Women previously treated for CIN 2, CIN 3, or cancer remain at risk for persistent or recurrent disease for at least 20 years after treatment and after initial posttreatment surveillance. This group should therefore continue to be screened annually for at least 20 years.
Even after the period of posttreatment surveillance, screening should continue for women status post hysterectomy with removal of the cervix who have a history of CIN 2 or CIN 3, or in whom a negative history cannot be documented. In this patient group, there are no good data to support or refute discontinuing screening.
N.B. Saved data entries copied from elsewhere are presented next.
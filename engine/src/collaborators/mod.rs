//! Boundaries to the services the engine consumes or feeds.
//!
//! Every call through these traits is wrapped in a timeout by the caller and
//! has a local deterministic fallback; nothing returned here is trusted
//! without re-validation.

pub mod audit;
pub mod llm;
pub mod local;

use async_trait::async_trait;
use serde::{Deserialize, Serialize};
use shared_types::{AuditRecord, ExtractedIntel, Tactic};
use std::sync::Arc;

use crate::error::EngineError;

pub use audit::{fingerprint, JsonlAuditSink, TracingAuditSink};
pub use llm::OpenAiCompatClient;
pub use local::{
    FormatVerifier, LocalAdjudicator, PassthroughRenderer, PatternExtractor, TemplateGenerator,
};

pub type SharedExtractor = Arc<dyn Extractor>;
pub type SharedVerifier = Arc<dyn Verifier>;
pub type SharedTextGenerator = Arc<dyn TextGenerator>;
pub type SharedRenderer = Arc<dyn Renderer>;
pub type SharedAdjudicator = Arc<dyn Adjudicator>;
pub type SharedAuditSink = Arc<dyn AuditSink>;

// ============================================================================
// Consumed
// ============================================================================

/// Candidate identifiers pulled from raw text. Output is untrusted.
#[async_trait]
pub trait Extractor: Send + Sync {
    async fn extract(&self, text: &str) -> Result<ExtractedIntel, EngineError>;
    fn name(&self) -> &'static str;
}

/// Syntactic and contextual confirmation of candidates.
#[async_trait]
pub trait Verifier: Send + Sync {
    async fn verify(
        &self,
        candidates: &ExtractedIntel,
        context: &str,
    ) -> Result<ExtractedIntel, EngineError>;
    fn name(&self) -> &'static str;
}

/// What the text generator is told about the turn.
#[derive(Debug, Clone, Serialize)]
pub struct Situation {
    pub session_id: String,
    pub tactic: Tactic,
    pub persona: String,
    pub inbound: String,
    pub recent_history: Vec<String>,
    pub scam_type: String,
    pub patience: f64,
    pub predicted_move: Option<String>,
}

/// Parsed text-generation response.
#[derive(Debug, Clone, PartialEq, Deserialize)]
pub struct Proposal {
    #[serde(alias = "tactic")]
    pub tactic_name: String,
    #[serde(default)]
    pub confidence: f64,
    #[serde(default)]
    pub reasoning: String,
    #[serde(alias = "reply", alias = "response")]
    pub reply_text: String,
}

/// Typed failure of the text-generation boundary.
#[derive(Debug, thiserror::Error, Clone, PartialEq)]
pub enum ProposalError {
    #[error("transport error: {0}")]
    Transport(String),
    #[error("timed out")]
    Timeout,
    #[error("unparsable response: {0}")]
    Unparsable(String),
    #[error("missing field: {0}")]
    MissingField(&'static str),
}

impl ProposalError {
    pub fn into_engine_error(self) -> EngineError {
        match self {
            ProposalError::Timeout => EngineError::CollaboratorTimeout {
                collaborator: "text_generator",
                after: std::time::Duration::ZERO,
            },
            ProposalError::Transport(message) => EngineError::CollaboratorError {
                collaborator: "text_generator",
                message,
            },
            ProposalError::Unparsable(message) => EngineError::SchemaViolation {
                collaborator: "text_generator",
                message,
            },
            ProposalError::MissingField(field) => EngineError::SchemaViolation {
                collaborator: "text_generator",
                message: format!("missing {field}"),
            },
        }
    }
}

#[async_trait]
pub trait TextGenerator: Send + Sync {
    async fn propose(&self, situation: &Situation) -> Result<Proposal, ProposalError>;
    fn name(&self) -> &'static str;
}

/// Stylistic layer between the draft and the counterpart.
#[async_trait]
pub trait Renderer: Send + Sync {
    async fn render(&self, draft: &str, persona: &str) -> Result<String, EngineError>;
    fn name(&self) -> &'static str;
}

#[derive(Debug, Clone, Serialize)]
pub struct AdjudicationRequest {
    pub tactic: Tactic,
    pub draft: String,
    pub inbound: String,
}

/// Returns the raw verdict text; parsing is the gate's job.
#[async_trait]
pub trait Adjudicator: Send + Sync {
    async fn adjudicate(&self, request: &AdjudicationRequest) -> Result<String, EngineError>;
    fn name(&self) -> &'static str;
}

// ============================================================================
// Exposed
// ============================================================================

#[async_trait]
pub trait AuditSink: Send + Sync {
    async fn emit(&self, record: &AuditRecord) -> Result<(), EngineError>;
}

/// Every collaborator a pipeline needs.
#[derive(Clone)]
pub struct Collaborators {
    pub extractor: SharedExtractor,
    pub verifier: SharedVerifier,
    pub generator: SharedTextGenerator,
    pub renderer: SharedRenderer,
    pub adjudicator: SharedAdjudicator,
}

impl Collaborators {
    /// Fully local, deterministic set.
    pub fn local() -> Self {
        Self {
            extractor: Arc::new(PatternExtractor),
            verifier: Arc::new(FormatVerifier),
            generator: Arc::new(TemplateGenerator),
            renderer: Arc::new(PassthroughRenderer),
            adjudicator: Arc::new(LocalAdjudicator),
        }
    }

    /// Local set with proposals and adjudication served by a remote model.
    pub fn with_model(client: Arc<OpenAiCompatClient>) -> Self {
        Self {
            generator: client.clone(),
            adjudicator: client,
            ..Self::local()
        }
    }
}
Revised ACOG recommendations, based primarily on consensus and expert opinion (level C), are as follows:
Physicians should inform their patients that annual gynecologic examinations may still be appropriate regardless of the frequency of cervical cytology screening, even if cervical screening is not performed at each visit.
Women who were vaccinated against HPV-16 and HPV-18 should follow the same screening guidelines as nonvaccinated women.
A proposed performance measure recommended by ACOG is the percentage of women aged 21 to 29 years who have received a Pap test within the past 2 years.
Obstet Gynecol. Published online November 20, 2009.